_HOW TO COMPLETE THIS TASK:_
In the listing below, find the line that contains "Ok(Self::from_parts(backend, persister))" and the line that contains "Self::from_parts(ProviderBackend::new(provider, api), persister)". Quote both and every line between them, exactly, and nothing more.

_INFORMATION:_
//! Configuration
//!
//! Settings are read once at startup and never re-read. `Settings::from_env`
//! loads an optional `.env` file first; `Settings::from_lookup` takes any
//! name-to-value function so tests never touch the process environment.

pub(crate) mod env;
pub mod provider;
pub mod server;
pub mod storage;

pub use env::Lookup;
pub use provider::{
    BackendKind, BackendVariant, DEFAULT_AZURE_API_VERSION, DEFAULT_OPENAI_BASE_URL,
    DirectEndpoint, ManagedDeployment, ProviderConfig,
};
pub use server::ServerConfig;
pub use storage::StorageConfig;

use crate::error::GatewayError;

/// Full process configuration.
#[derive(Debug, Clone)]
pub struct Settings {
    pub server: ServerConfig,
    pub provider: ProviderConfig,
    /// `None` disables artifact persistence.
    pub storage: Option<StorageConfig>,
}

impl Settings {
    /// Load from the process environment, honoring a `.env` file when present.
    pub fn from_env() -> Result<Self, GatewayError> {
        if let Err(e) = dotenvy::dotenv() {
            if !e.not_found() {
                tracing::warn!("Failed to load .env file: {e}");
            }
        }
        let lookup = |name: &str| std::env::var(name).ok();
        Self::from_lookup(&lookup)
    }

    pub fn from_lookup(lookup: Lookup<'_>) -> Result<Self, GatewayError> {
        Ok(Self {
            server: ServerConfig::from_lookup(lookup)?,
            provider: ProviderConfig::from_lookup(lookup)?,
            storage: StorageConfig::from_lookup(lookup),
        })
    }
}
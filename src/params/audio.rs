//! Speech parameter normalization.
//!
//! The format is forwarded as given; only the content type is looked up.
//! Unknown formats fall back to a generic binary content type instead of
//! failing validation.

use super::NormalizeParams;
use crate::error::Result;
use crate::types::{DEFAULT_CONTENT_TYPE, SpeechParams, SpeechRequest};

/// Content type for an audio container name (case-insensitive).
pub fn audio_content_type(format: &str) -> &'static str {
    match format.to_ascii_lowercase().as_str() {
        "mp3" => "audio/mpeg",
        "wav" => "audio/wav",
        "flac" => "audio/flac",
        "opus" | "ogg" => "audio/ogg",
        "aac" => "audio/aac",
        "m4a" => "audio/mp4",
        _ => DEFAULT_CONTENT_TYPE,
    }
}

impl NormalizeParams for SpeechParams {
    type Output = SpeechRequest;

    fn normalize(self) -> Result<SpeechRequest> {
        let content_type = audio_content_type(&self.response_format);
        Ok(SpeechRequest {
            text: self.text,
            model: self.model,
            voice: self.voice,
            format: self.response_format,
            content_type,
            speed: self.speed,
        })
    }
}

...

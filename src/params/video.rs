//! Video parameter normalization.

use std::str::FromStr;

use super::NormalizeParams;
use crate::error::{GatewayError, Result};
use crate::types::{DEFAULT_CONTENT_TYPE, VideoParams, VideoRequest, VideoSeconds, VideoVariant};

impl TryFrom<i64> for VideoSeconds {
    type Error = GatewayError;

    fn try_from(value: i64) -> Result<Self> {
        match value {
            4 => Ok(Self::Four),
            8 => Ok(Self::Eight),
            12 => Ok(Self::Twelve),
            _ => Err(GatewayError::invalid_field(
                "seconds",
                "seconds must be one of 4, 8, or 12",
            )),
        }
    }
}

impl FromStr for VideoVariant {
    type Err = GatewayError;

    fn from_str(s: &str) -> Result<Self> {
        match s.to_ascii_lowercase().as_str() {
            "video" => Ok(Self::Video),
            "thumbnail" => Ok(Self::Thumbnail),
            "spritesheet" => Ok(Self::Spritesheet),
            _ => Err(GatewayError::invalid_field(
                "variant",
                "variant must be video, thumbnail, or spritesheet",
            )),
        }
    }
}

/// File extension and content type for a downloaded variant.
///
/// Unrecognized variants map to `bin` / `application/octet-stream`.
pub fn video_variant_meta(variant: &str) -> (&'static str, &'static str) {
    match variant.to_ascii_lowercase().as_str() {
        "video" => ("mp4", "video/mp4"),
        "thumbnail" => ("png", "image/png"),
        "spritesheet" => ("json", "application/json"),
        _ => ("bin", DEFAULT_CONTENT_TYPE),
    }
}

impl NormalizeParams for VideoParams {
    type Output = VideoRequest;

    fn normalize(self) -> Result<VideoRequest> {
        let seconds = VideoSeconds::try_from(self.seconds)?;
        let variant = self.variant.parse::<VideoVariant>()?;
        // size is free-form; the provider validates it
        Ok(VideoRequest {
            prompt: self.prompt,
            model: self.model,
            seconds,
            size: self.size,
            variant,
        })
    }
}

==

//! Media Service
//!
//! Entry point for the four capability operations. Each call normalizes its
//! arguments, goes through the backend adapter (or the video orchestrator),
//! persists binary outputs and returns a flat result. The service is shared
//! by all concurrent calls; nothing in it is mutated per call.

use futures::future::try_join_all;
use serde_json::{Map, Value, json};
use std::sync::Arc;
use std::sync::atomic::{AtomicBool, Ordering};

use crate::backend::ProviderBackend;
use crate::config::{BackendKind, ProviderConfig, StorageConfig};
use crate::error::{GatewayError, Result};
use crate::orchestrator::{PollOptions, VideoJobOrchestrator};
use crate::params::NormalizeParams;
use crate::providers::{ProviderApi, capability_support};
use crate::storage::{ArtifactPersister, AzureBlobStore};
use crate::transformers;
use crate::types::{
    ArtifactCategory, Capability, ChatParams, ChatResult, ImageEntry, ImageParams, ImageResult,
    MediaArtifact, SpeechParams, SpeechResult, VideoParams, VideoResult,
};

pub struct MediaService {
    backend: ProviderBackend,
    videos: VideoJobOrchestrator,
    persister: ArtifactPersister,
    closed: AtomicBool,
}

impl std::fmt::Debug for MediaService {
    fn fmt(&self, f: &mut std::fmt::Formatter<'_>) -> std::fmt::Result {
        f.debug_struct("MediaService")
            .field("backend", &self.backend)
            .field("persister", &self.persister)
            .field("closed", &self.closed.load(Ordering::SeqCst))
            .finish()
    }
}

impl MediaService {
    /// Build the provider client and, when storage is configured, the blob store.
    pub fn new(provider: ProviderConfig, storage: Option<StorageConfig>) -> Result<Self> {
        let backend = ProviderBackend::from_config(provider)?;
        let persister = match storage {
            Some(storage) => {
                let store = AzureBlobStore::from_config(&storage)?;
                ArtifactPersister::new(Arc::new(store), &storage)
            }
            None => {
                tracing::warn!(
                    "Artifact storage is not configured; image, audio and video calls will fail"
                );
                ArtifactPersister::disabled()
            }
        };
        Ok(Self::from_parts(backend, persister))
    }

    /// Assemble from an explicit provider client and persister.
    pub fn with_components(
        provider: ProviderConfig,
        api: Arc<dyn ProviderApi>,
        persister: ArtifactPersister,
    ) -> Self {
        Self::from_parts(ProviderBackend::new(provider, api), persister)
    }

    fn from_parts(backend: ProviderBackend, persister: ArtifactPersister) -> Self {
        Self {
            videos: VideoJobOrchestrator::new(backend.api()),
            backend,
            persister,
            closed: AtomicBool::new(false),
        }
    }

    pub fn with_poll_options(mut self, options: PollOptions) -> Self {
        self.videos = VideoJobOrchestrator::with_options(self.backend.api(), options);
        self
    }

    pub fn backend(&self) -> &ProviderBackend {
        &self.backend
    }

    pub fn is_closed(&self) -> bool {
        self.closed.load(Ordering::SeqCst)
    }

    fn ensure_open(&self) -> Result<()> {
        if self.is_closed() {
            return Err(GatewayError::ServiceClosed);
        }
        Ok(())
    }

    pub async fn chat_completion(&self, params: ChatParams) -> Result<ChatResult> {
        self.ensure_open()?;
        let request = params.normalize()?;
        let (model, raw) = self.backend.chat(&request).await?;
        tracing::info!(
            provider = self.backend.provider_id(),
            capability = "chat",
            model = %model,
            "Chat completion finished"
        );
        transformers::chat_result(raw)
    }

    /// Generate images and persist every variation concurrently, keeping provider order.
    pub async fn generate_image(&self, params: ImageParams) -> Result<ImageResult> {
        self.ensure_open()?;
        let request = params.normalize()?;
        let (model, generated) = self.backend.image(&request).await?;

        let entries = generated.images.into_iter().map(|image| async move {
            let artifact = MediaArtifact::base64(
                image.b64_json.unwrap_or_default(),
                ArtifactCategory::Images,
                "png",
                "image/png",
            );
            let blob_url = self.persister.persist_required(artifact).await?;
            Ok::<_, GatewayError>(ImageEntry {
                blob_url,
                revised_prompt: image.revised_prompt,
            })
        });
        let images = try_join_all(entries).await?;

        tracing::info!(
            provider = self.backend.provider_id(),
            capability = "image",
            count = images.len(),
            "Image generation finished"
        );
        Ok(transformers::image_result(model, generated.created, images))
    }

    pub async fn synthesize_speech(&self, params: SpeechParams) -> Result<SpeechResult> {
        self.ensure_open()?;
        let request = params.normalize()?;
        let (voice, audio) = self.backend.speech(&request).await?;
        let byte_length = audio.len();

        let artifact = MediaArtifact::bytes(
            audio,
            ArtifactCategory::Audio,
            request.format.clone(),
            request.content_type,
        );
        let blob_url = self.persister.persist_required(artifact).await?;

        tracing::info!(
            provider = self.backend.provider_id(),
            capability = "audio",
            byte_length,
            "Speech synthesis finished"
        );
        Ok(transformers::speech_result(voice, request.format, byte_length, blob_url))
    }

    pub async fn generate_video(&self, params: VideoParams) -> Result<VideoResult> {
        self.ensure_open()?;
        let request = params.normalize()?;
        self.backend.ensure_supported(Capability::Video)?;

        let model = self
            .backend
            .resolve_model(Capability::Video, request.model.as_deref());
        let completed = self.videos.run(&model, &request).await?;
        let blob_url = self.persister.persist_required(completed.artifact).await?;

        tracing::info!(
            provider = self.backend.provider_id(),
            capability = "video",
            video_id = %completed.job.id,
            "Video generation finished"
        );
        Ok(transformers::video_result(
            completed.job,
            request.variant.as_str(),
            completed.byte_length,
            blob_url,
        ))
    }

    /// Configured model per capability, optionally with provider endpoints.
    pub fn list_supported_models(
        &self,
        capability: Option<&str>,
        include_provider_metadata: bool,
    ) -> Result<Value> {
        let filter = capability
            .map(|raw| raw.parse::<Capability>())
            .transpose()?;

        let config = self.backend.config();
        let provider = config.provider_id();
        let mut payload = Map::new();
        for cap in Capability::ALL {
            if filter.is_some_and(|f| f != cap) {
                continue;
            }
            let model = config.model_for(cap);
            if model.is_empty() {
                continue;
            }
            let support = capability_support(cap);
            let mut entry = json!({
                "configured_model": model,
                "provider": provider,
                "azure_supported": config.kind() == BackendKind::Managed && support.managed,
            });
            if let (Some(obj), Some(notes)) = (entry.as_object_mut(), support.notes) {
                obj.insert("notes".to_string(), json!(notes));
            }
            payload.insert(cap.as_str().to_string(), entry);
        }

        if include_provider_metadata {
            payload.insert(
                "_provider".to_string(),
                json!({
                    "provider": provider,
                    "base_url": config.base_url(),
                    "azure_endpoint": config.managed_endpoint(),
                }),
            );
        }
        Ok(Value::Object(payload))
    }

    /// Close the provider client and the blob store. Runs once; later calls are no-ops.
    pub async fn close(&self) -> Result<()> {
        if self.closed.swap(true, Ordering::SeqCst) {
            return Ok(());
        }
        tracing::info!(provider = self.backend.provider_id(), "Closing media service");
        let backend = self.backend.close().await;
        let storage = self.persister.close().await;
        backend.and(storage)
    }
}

_REPLY TO THE EXERCISE:_
        Ok(Self::from_parts(backend, persister))
    }

    /// Assemble from an explicit provider client and persister.
    pub fn with_components(
        provider: ProviderConfig,
        api: Arc<dyn ProviderApi>,
        persister: ArtifactPersister,
    ) -> Self {
        Self::from_parts(ProviderBackend::new(provider, api), persister)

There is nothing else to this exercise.